━━━━━ Provided material

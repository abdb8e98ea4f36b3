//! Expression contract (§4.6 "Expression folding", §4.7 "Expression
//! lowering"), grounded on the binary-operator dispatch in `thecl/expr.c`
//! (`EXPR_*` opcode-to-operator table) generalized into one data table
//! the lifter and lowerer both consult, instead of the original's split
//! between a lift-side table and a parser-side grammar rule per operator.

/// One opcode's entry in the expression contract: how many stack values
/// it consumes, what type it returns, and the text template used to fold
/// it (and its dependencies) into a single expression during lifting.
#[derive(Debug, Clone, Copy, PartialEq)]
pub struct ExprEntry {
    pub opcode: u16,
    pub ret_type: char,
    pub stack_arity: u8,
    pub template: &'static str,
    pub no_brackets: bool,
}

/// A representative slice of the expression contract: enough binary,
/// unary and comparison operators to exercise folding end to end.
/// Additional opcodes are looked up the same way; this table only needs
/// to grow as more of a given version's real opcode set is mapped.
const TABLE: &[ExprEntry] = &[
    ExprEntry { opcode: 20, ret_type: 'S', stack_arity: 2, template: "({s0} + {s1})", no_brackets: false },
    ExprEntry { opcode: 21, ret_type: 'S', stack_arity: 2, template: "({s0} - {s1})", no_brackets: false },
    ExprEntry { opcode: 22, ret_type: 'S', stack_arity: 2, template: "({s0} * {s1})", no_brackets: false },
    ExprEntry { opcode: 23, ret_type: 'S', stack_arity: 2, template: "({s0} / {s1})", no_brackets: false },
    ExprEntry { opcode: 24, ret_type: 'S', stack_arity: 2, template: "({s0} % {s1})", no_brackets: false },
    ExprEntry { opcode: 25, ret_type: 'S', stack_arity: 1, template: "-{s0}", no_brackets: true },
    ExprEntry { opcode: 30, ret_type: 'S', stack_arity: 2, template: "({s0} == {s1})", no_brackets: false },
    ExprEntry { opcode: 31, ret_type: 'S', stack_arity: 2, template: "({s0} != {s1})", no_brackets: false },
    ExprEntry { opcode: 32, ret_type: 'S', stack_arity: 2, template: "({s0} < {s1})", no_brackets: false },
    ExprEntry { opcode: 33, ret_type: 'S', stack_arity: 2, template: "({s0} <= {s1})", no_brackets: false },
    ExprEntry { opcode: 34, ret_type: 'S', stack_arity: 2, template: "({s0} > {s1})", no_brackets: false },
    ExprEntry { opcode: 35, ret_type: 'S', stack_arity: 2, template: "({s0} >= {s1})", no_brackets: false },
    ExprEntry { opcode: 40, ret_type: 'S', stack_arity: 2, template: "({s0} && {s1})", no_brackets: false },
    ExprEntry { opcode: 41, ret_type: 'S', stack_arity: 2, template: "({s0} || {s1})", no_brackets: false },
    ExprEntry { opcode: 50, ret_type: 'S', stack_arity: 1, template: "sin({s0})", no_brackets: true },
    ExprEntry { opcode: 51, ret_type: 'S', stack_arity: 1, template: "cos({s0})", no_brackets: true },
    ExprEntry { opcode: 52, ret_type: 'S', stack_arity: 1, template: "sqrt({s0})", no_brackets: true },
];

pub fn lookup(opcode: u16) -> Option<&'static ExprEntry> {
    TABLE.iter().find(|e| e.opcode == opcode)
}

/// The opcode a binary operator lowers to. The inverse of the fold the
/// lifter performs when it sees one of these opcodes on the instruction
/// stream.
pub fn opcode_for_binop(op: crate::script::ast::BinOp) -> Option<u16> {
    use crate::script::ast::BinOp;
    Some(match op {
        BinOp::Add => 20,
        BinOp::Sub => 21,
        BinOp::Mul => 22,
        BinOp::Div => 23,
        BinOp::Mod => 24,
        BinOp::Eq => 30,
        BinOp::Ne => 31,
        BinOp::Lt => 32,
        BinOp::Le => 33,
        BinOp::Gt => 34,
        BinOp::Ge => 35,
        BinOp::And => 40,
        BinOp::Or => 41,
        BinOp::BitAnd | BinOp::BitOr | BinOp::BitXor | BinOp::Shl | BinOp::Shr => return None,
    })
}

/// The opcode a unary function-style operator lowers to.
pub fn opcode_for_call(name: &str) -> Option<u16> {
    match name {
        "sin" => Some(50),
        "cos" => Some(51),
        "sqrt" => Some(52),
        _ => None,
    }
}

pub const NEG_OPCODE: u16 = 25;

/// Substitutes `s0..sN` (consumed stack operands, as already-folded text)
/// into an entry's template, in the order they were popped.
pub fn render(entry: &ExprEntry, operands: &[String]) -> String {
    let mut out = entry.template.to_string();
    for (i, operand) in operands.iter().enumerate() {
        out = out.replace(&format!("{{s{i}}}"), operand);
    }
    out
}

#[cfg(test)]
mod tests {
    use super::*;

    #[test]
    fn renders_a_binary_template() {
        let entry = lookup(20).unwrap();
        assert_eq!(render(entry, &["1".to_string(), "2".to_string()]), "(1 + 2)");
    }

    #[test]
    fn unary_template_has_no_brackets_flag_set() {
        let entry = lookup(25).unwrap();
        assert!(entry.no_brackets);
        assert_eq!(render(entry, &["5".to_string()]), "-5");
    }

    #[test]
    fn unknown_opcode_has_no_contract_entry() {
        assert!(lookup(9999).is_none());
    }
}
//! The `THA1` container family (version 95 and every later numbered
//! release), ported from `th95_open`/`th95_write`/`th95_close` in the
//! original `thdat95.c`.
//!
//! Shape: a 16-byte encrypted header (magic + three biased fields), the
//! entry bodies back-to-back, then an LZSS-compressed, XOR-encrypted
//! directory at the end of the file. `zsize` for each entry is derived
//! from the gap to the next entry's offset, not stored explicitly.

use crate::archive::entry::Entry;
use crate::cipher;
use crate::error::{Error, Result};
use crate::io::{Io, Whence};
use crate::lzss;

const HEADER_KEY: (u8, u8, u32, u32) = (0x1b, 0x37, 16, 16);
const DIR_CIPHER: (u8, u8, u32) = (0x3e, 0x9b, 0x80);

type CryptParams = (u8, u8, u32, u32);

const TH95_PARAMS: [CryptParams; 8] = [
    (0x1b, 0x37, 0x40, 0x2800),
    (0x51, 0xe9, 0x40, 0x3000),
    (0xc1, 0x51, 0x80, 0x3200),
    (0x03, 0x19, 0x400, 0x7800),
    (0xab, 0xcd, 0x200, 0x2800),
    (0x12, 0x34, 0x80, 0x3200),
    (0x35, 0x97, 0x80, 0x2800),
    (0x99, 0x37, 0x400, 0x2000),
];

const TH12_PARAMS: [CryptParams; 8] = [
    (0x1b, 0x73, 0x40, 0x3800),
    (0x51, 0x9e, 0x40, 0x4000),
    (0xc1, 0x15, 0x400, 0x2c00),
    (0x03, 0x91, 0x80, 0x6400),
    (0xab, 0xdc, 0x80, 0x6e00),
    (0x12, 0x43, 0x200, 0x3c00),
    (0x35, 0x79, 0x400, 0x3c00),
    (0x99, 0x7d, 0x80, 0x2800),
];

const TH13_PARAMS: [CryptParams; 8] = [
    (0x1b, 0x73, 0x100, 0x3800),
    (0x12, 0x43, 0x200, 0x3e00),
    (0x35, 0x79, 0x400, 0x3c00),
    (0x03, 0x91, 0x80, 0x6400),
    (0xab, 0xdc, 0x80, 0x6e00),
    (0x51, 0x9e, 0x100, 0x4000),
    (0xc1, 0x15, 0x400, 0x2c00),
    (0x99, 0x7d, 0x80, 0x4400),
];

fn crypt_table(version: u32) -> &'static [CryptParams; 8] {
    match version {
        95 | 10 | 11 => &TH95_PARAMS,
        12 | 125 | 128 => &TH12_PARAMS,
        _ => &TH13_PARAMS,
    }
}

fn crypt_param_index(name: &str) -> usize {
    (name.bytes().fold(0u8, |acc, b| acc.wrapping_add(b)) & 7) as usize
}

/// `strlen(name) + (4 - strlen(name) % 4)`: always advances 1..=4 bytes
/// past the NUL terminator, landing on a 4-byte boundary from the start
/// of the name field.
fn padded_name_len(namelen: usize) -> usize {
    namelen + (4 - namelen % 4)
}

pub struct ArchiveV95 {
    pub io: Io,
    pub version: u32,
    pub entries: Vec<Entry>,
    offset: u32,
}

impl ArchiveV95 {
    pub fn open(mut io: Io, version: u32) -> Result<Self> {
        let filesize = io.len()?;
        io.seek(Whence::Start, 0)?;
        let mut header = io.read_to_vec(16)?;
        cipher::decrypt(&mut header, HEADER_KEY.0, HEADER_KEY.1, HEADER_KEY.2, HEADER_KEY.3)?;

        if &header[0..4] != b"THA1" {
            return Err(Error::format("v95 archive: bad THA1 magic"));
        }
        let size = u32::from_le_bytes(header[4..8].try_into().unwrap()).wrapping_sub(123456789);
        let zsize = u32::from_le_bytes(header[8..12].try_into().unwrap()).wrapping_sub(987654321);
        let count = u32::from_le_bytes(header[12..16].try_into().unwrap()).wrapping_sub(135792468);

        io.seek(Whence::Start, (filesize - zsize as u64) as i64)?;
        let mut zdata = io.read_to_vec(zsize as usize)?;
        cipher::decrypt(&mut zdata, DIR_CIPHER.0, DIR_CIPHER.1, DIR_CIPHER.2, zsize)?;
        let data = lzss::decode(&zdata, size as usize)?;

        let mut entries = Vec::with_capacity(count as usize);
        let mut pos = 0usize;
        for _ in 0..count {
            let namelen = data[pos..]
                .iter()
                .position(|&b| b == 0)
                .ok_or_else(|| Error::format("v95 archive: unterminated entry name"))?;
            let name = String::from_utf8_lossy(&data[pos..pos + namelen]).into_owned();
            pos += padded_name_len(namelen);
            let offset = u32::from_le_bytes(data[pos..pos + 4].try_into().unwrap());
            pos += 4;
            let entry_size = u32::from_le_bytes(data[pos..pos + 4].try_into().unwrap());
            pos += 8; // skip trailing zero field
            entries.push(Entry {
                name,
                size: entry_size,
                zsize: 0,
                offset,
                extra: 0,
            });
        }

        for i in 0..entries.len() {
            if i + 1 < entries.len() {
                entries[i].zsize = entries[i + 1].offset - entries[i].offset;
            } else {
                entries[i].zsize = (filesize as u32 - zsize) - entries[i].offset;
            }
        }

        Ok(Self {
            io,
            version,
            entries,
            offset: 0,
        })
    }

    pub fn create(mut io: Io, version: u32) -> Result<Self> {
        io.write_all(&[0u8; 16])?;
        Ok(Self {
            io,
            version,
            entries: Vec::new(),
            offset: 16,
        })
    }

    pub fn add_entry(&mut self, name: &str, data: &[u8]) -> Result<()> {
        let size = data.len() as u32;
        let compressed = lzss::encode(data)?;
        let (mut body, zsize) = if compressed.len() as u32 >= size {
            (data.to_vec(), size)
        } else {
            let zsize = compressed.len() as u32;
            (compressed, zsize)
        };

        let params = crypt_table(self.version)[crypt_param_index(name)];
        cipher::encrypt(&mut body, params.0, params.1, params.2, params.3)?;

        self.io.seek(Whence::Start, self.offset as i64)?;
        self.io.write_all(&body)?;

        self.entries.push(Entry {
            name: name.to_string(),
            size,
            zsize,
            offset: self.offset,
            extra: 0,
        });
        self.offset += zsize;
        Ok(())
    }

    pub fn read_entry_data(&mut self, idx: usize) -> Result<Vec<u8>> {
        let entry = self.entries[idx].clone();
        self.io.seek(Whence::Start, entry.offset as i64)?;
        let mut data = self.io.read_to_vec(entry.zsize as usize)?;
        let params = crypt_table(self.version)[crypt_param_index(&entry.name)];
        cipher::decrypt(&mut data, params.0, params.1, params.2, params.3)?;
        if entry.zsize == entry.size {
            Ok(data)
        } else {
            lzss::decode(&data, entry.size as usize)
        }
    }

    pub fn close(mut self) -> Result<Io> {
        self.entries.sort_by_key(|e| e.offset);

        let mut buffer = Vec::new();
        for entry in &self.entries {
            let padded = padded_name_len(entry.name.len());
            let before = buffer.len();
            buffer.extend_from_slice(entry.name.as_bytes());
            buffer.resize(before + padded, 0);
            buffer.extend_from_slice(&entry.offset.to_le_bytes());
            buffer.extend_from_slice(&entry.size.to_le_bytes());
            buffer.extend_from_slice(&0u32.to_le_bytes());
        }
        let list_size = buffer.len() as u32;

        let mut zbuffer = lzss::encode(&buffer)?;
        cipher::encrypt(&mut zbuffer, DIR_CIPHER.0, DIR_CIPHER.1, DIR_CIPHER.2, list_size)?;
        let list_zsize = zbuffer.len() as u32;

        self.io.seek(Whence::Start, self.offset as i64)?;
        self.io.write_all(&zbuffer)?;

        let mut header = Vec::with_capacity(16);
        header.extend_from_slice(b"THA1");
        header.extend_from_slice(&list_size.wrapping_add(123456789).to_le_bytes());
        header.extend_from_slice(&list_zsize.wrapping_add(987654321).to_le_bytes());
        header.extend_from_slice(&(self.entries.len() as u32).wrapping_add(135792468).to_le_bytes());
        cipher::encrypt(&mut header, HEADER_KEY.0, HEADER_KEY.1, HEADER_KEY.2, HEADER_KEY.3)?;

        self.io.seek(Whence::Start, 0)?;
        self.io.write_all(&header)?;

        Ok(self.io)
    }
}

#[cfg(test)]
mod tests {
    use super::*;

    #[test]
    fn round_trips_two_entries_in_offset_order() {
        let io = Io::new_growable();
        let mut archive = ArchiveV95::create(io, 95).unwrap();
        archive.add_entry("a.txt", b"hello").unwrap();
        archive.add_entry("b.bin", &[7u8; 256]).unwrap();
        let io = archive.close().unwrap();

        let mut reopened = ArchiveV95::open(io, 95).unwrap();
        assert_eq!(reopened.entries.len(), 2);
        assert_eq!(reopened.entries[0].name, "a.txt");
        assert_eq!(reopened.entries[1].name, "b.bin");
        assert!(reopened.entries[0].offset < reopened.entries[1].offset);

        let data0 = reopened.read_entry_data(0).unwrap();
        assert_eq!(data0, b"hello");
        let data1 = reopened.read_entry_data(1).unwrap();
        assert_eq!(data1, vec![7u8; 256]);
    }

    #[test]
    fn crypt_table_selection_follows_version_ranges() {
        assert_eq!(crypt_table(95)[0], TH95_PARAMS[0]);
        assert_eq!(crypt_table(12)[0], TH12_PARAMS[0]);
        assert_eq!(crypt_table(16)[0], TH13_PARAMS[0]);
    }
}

━━━━━━━━━━

Problem: A bare number is expected: how many lines above contain the word "seek"?

Solved problem: 6